Hi Vic
Prior to 1864 and civil registration of births in Ireland you will have to rely on church registers to confirm birth details of Patrick Collins, son of Patrick Collins and Mary King, born 1852 in Ireland and Anne/a Haley born 1855 possibly in Ireland. Dates of commencement and quality of information in church registers vary from parish to parish and from denomination to denomination. Access to church registers, in the absence of indexes and databases, is generally gained through knowledge of an ancestor's parish address and religious denomination.

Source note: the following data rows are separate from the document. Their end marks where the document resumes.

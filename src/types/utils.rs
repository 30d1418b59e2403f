//! Shared utility functions for hashing and logging.

use sha2::{Digest, Sha256};
use std::fmt::Display;

// =============================================================================
// Hashing
// =============================================================================

/// SHA-256 of the given text as lowercase hex.
///
/// Used for summary fingerprints and document content hashes.
pub fn sha256_hex(content: &str) -> String {
    let mut hasher = Sha256::new();
    hasher.update(content.as_bytes());
    format!("{:x}", hasher.finalize())
}

/// First 12 hex characters of a hash, for log lines and terminal output.
#[inline]
pub fn short_hash(hash: &str) -> &str {
    &hash[..12.min(hash.len())]
}

// =============================================================================
// Logging
// =============================================================================

/// Keep the `Ok` value; log the error at debug level and drop it.
pub fn log_filter_error<T, E: Display>(result: Result<T, E>, context: &str) -> Option<T> {
    match result {
        Ok(v) => Some(v),
        Err(e) => {
            tracing::debug!("{}: {}", context, e);
            None
        }
    }
}

#[cfg(test)]
mod tests {
    use super::*;

    #[test]
    fn test_sha256_hex_known_value() {
        assert_eq!(
            sha256_hex("abc"),
            "ba7816bf8f01cfea414140de5dae2223b00361a396177a9cb410ff61f20015ad"
        );
    }

    #[test]
    fn test_short_hash() {
        assert_eq!(short_hash("0123456789abcdef"), "0123456789ab");
        assert_eq!(short_hash("abc"), "abc");
    }
}
pub mod database;
pub mod versions;

pub use database::{Database, PoolConfig, SharedDatabase};
pub use versions::VersionStore;
//! Global Constants
//!
//! Centralized constants for configuration and tuning.
//! All magic numbers should be defined here with documentation.

/// Retry policy constants for backend calls
pub mod retry {
    /// Total attempts including the first call
    pub const DEFAULT_MAX_ATTEMPTS: u32 = 3;

    /// Base delay for exponential backoff (milliseconds)
    pub const BASE_DELAY_MS: u64 = 500;

    /// Maximum delay between retries (milliseconds)
    pub const MAX_DELAY_MS: u64 = 10_000;

    /// Backoff multiplier
    pub const BACKOFF_FACTOR: f32 = 2.0;

    /// Hard ceiling on configured attempts
    pub const MAX_CONFIGURABLE_ATTEMPTS: u32 = 10;
}

/// HTTP/Network constants
pub mod network {
    /// Default Ollama endpoint
    pub const DEFAULT_OLLAMA_ENDPOINT: &str = "http://localhost:11434";

    /// Default OpenAI-compatible endpoint
    pub const DEFAULT_OPENAI_ENDPOINT: &str = "https://api.openai.com/v1";

    /// Default request timeout (seconds)
    pub const DEFAULT_TIMEOUT_SECS: u64 = 120;

    /// Connection establishment timeout (seconds)
    pub const CONNECT_TIMEOUT_SECS: u64 = 10;

    /// Health check timeout (seconds)
    pub const HEALTH_CHECK_TIMEOUT_SECS: u64 = 5;
}

/// Lint constants
pub mod lint {
    /// Minimum words expected in the Overview section body
    pub const MIN_OVERVIEW_WORDS: usize = 15;

    /// Maximum findings accepted from one semantic pass
    pub const MAX_SEMANTIC_FINDINGS: usize = 50;

    /// Maximum document characters sent for semantic review
    pub const MAX_REVIEW_CHARS: usize = 48_000;
}

/// Code analysis constants
pub mod analysis {
    /// Maximum file size to analyze (1MB)
    pub const MAX_FILE_SIZE: u64 = 1_048_576;

    /// Maximum source units kept in one summary
    pub const MAX_UNITS: usize = 2_000;

    /// Maximum symbols recorded per unit
    pub const MAX_SYMBOLS_PER_UNIT: usize = 64;
}

/// Generation constants
pub mod generation {
    /// Maximum units listed in full inside a generation prompt
    pub const MAX_PROMPT_UNITS: usize = 200;
}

There is no national index to Irish church registers. To date, only the county-based genealogy centres have attempted any large scale, systematic indexing of church registers in their localities. Although RootsIreland, at
http://www.rootsireland.ie, is the largest online source of Irish church register transcripts, it must be emphasised that a failure to find relevant birth/
marriage entries in this database doesn't mean that the events you are looking for didn't happen in Ireland. It simply means that they are not recorded in the database; for example, they may be recorded in a record source which doesn't survive for the time period of interest or in a source that has not been computerised.
It is fair to say that to visit the ancestral homeland in Ireland and/or select record sources to search you really need to know the parish they came from. The Province of Munster, which consists of counties of Clare, Cork, Kerry, Limerick, Tipperary and Waterford, was subdivided into 786 parishes!
If you are unable to identify relevant information in the RootsIreland database,
http://www.rootsireland.ie, (or any of the ‘big’ Irish databases such as
http://www.irishgenealogy.ie and
http://www.findmypast.ie) or, indeed, in other sources then, unfortunately, you hold no specific clues to guide you as to where in Ireland you should concentrate your research. If you cannot find your ancestor in any of the significant Irish databases then you will have to conduct your own research through archives. It must be said, however, that this is only a realistic option if you know the county and parish your ancestor lived in Ireland.
If you hold no clues as to where in Ireland your ancestor came from you could perhaps consider doing further research through record sources in the US (such as
marriage records, census returns, death notices) and with family contacts to see if you can identify any clues as to the county and parish of origin of your Irish ancestors.